Task item:
Each line in the data holding "that" should be listed.
=== Exercise input ===
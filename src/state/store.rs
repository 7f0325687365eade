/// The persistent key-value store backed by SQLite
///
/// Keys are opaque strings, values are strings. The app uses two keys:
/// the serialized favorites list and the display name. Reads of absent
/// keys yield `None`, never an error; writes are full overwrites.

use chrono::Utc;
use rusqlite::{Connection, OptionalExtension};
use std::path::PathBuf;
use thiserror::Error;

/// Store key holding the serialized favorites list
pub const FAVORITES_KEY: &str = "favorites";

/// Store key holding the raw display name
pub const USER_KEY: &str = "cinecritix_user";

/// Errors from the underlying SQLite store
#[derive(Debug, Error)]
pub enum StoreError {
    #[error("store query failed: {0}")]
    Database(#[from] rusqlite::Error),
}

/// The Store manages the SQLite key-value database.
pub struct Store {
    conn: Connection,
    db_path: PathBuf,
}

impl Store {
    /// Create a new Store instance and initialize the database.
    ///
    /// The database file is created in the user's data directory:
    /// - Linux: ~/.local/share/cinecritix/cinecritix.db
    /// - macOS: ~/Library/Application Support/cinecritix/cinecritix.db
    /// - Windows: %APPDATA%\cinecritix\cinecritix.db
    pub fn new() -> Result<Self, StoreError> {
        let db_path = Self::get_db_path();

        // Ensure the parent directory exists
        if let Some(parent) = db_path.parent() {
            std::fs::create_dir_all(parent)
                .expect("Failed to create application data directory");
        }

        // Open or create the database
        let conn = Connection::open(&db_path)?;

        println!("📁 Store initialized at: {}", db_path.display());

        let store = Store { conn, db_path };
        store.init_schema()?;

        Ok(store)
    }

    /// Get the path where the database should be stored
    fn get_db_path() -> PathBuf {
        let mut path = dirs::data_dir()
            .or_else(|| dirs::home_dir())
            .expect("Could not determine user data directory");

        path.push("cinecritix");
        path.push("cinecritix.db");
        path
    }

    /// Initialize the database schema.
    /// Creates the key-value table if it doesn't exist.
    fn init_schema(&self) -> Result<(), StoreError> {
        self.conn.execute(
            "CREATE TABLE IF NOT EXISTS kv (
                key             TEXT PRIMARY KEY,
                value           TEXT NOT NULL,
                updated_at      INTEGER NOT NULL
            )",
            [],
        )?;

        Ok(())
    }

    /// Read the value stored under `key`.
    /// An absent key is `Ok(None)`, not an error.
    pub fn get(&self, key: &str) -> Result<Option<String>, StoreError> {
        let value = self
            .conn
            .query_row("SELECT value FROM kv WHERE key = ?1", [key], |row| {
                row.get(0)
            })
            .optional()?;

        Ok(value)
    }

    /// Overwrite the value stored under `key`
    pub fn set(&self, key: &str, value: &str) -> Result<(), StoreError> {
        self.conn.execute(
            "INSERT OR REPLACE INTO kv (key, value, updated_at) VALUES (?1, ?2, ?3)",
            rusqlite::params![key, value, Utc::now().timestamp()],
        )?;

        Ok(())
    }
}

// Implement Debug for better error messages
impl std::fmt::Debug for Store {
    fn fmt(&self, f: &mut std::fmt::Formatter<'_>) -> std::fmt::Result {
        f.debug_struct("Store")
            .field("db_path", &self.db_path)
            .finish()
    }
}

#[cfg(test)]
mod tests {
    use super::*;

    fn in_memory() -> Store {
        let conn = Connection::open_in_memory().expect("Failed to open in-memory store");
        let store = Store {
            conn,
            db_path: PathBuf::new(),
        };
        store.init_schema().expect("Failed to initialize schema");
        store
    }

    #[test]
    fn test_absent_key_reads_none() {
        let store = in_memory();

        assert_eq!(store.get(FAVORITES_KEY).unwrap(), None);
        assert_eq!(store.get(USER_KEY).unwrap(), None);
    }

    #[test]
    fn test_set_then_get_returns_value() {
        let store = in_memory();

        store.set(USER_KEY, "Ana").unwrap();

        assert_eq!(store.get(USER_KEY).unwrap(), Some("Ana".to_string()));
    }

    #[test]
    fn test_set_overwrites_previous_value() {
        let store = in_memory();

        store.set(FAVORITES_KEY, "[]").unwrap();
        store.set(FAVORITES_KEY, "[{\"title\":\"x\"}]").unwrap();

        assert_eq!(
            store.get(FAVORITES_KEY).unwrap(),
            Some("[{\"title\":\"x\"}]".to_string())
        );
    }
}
===
=== Exercise input ===
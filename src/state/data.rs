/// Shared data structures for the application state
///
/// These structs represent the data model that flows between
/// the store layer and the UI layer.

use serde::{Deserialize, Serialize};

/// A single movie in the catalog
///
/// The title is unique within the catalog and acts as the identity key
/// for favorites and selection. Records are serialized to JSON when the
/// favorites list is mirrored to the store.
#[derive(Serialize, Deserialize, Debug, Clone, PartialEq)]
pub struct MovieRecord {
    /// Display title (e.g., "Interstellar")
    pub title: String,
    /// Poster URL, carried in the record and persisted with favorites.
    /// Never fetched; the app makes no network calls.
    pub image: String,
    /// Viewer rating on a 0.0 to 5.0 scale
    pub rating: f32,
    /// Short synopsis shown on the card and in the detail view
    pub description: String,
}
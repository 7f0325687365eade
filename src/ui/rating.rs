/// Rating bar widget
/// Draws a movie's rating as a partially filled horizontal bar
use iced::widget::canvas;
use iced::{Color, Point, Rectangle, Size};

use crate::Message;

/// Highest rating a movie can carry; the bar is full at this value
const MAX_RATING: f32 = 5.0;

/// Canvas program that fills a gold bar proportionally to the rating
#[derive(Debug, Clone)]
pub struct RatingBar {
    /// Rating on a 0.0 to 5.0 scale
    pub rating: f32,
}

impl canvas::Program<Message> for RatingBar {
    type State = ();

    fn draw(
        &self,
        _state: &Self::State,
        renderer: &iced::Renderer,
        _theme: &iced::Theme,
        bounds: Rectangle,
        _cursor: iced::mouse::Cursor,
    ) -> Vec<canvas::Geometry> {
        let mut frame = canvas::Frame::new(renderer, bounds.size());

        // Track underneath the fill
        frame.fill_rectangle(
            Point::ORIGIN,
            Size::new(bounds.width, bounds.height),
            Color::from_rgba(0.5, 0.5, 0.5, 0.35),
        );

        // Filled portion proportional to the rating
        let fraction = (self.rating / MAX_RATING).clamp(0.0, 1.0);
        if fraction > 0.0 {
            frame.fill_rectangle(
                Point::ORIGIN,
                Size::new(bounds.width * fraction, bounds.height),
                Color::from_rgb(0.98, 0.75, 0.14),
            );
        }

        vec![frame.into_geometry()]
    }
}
===
Reply:
/// These structs represent the data model that flows between
/// Canvas program that fills a gold bar proportionally to the rating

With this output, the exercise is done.